Category Archives: Version control

The Phantom of the Database – Part 1

Scenario: A row with “Seven  Samurai” (notice two spaces between the words) as the movie title and 1956 as the release year, in the film table.

Plot: User Alice updates the row to remove the extra space. In the meantime, user Bob updates it to change the title to its phonetic Japanese equivalent “Shichinin no Samurai” and user Carol updates the release date to 1954, the year the movie was first shown in Japan. Whose updates will survive?

If the updates take place sequentially and each user fetches the previously updated row prior to saving his or her change, we should end up with a row with “Shichinin no Samurai” as the title and 1954 as the year.

However, if each user starts viewing the original row in a web browser and the application is incorrectly designed, one or two changes may be overwritten.

For example, my minimalist user interface application even in its more robust incarnation, issues an UPDATE with both the title and the year as received from the user. This was done intentionally, for simplicity, to be corrected later. As a result, if the users press the “Save” button in the sequence shown, both Alice’s correction to the English title and Bob’s change to a Japanese title will be lost because they will be overwritten by Carol’s change.

If you’ve used a centralized VCS, like Subversion, you’re probably familiar with the issue. If our users were developers updating a source file with the movie information, they would (typically) be prevented from overwriting because the VCS would inform the second and third users that they had to merge the changes in prior commits.

So, is it enough if the application only updates the columns that were changed by the users, somewhat like a VCS automatically merging non-conflicting changed lines?

To be continued …

Quo vadis, Pyrseas?

When I found Andromeda, over a year ago, I was searching for a tool that would help me maintain PostgreSQL tables supporting web sites, somewhat like a Django admin app, but without Django itself since that was not part of the stack. Ideally, this tool would also facilitate table redesign. I had already written a maintenance app, using CherryPy, Mako and SQLAlchemy, but it was cumbersome to add or make changes to it, and database version control was limited to storing the latest CREATE TABLE statements in a Subversion repository.

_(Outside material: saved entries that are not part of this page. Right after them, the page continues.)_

//! Deterministic stride sampling into bounded scatter collections.
//!
//! The sampler never counts rows itself: callers hand it the 1-based ordinal
//! of each priced record, so chunked or partitioned runs select exactly the
//! same rows as a single sequential pass as long as ordinals are assigned in
//! stream order.

use serde::{Deserialize, Serialize};

use crate::accumulate::DISPLAY_PRICE_UNIT;
use crate::coerce::round_to;
use crate::features::{is_plausible_floor, DerivedFeatures};
use crate::geo::ReferencePoint;
use crate::record::Record;

const MAX_PLAUSIBLE_AGE: i64 = 60;

#[derive(Debug, Clone, Copy, PartialEq, Serialize, Deserialize)]
pub struct AreaPoint {
    pub area: f64,
    pub price: f64,
}

#[derive(Debug, Clone, Copy, PartialEq, Serialize, Deserialize)]
pub struct AgePoint {
    pub age: i64,
    pub price: f64,
}

#[derive(Debug, Clone, Copy, PartialEq, Serialize, Deserialize)]
pub struct FloorPoint {
    pub floor: i64,
    pub price: f64,
}

#[derive(Debug, Clone, Copy, PartialEq, Serialize, Deserialize)]
pub struct FeaturePoint {
    pub x: f64,
    pub price: f64,
}

#[derive(Debug, Clone, Copy, PartialEq, Serialize, Deserialize)]
pub struct DistancePoint {
    pub dist: f64,
    pub price: f64,
}

#[derive(Debug, Clone, Default, PartialEq, Serialize, Deserialize)]
pub struct ScatterSets {
    pub area: Vec<AreaPoint>,
    pub building_age: Vec<AgePoint>,
    pub floor: Vec<FloorPoint>,
    pub area_x_floor: Vec<FeaturePoint>,
    pub area_per_age: Vec<FeaturePoint>,
    pub parking_per_household: Vec<FeaturePoint>,
    pub households_per_building: Vec<FeaturePoint>,
    pub dist_gangnam: Vec<DistancePoint>,
    pub dist_cityhall: Vec<DistancePoint>,
    pub dist_yeouido: Vec<DistancePoint>,
    pub dist_nearest: Vec<DistancePoint>,
}

impl ScatterSets {
    /// Appends `other` after `self`, preserving stream order when partitions
    /// are merged in order.
    pub fn append(&mut self, other: &mut ScatterSets) {
        self.area.append(&mut other.area);
        self.building_age.append(&mut other.building_age);
        self.floor.append(&mut other.floor);
        self.area_x_floor.append(&mut other.area_x_floor);
        self.area_per_age.append(&mut other.area_per_age);
        self.parking_per_household
            .append(&mut other.parking_per_household);
        self.households_per_building
            .append(&mut other.households_per_building);
        self.dist_gangnam.append(&mut other.dist_gangnam);
        self.dist_cityhall.append(&mut other.dist_cityhall);
        self.dist_yeouido.append(&mut other.dist_yeouido);
        self.dist_nearest.append(&mut other.dist_nearest);
    }

    /// Keeps the first `max_points` of every collection.
    pub fn truncate(&mut self, max_points: usize) {
        self.area.truncate(max_points);
        self.building_age.truncate(max_points);
        self.floor.truncate(max_points);
        self.area_x_floor.truncate(max_points);
        self.area_per_age.truncate(max_points);
        self.parking_per_household.truncate(max_points);
        self.households_per_building.truncate(max_points);
        self.dist_gangnam.truncate(max_points);
        self.dist_cityhall.truncate(max_points);
        self.dist_yeouido.truncate(max_points);
        self.dist_nearest.truncate(max_points);
    }

    pub fn total_points(&self) -> usize {
        self.area.len()
            + self.building_age.len()
            + self.floor.len()
            + self.area_x_floor.len()
            + self.area_per_age.len()
            + self.parking_per_household.len()
            + self.households_per_building.len()
            + self.dist_gangnam.len()
            + self.dist_cityhall.len()
            + self.dist_yeouido.len()
            + self.dist_nearest.len()
    }
}

#[derive(Debug, Clone, PartialEq)]
pub struct StrideSampler {
    stride: u64,
    sampled_records: u64,
    sets: ScatterSets,
}

impl StrideSampler {
    pub fn new(stride: u64) -> Self {
        Self {
            stride: stride.max(1),
            sampled_records: 0,
            sets: ScatterSets::default(),
        }
    }

    pub fn stride(&self) -> u64 {
        self.stride
    }

    pub fn is_selected(&self, ordinal: u64) -> bool {
        ordinal > 0 && ordinal % self.stride == 0
    }

    /// Feeds one priced record at its 1-based `ordinal`. Returns whether the
    /// record was selected.
    pub fn observe(
        &mut self,
        ordinal: u64,
        record: &Record,
        features: &DerivedFeatures,
        price: f64,
    ) -> bool {
        if !self.is_selected(ordinal) {
            return false;
        }
        self.sampled_records += 1;

        let price = round_to(price / DISPLAY_PRICE_UNIT, 2);
        let sets = &mut self.sets;

        if let Some(area) = record.area_m2 {
            sets.area.push(AreaPoint {
                area: round_to(area, 1),
                price,
            });
        }
        if let Some(age) = features
            .building_age
            .filter(|age| (0..=MAX_PLAUSIBLE_AGE).contains(age))
        {
            sets.building_age.push(AgePoint { age, price });
        }
        if let Some(floor) = record.floor.filter(|floor| is_plausible_floor(*floor)) {
            sets.floor.push(FloorPoint { floor, price });
        }

        if let Some(x) = features.area_x_floor {
            sets.area_x_floor.push(FeaturePoint {
                x: round_to(x, 1),
                price,
            });
        }
        if let Some(x) = features.area_per_age {
            sets.area_per_age.push(FeaturePoint {
                x: round_to(x, 2),
                price,
            });
        }
        if let Some(x) = features.parking_per_household {
            sets.parking_per_household.push(FeaturePoint {
                x: round_to(x, 3),
                price,
            });
        }
        if let Some(x) = features.households_per_building {
            sets.households_per_building.push(FeaturePoint {
                x: round_to(x, 1),
                price,
            });
        }

        if let Some(distances) = features.distances {
            let point = |dist: f64| DistancePoint {
                dist: round_to(dist, 2),
                price,
            };
            sets.dist_gangnam
                .push(point(distances.to(ReferencePoint::Gangnam)));
            sets.dist_cityhall
                .push(point(distances.to(ReferencePoint::CityHall)));
            sets.dist_yeouido
                .push(point(distances.to(ReferencePoint::Yeouido)));
            sets.dist_nearest.push(point(distances.nearest_km));
        }

        true
    }

    pub fn sampled_records(&self) -> u64 {
        self.sampled_records
    }

    pub fn sets(&self) -> &ScatterSets {
        &self.sets
    }

    /// Merges a later partition into this one.
    pub fn merge(&mut self, mut other: StrideSampler) {
        self.sampled_records += other.sampled_records;
        self.sets.append(&mut other.sets);
    }

    pub fn into_sets(self) -> ScatterSets {
        self.sets
    }
}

Andromeda looked attractive because of its version control features and the capability of automatically generating admin apps. However, after experimenting, I found it lacked the ability to instropect an existing database, requiring you to input the schema in its own YAML format. Pyrseas was born as a result of thinking on how to improve this.

Fast forward to the present: Pyrseas 0.4.0 has been released, supporting about 70% of the PostgreSQL DDL features. This seems like a good time to reflect on where to go next, both short term and long term.

Database Version Control

On the version control front, the following tasks come to mind:

  • Add support for missing DDL features: TEXT SEARCH objects, USERs/ROLEs, TABLESPACEs, FDWs and EXTENSIONs.
  • Ensure existing DDL features are covered fully, i.e., all syntax options
  • Add further options to dbtoyaml/yamltodb for selective output or SQL generation
  • Package Pyrseas as a PG 9.1 EXTENSION, allowing access from other languages and tools
  • Support migration of data, i.e., when ALTER TABLE is not enough
  • Your favorite version control feature

Application Generation

Progress on this front has been slow. Pyrseas could generate minimalist web admin apps with CherryPy, Jinja2 and perhaps something like WTForms, but how many users would want to use them? Conversely, how many would also want support for HTML5, JQuery, or some other WSGI server or templating engine?

I’m not decided, but I still need that admin app, so perhaps I’ll build the capability and blog about it, for tutorial purposes, as I have done so far.

What do you think? What is your favorite database version control feature? What would you like to see in a database web app generation tool? Let me know …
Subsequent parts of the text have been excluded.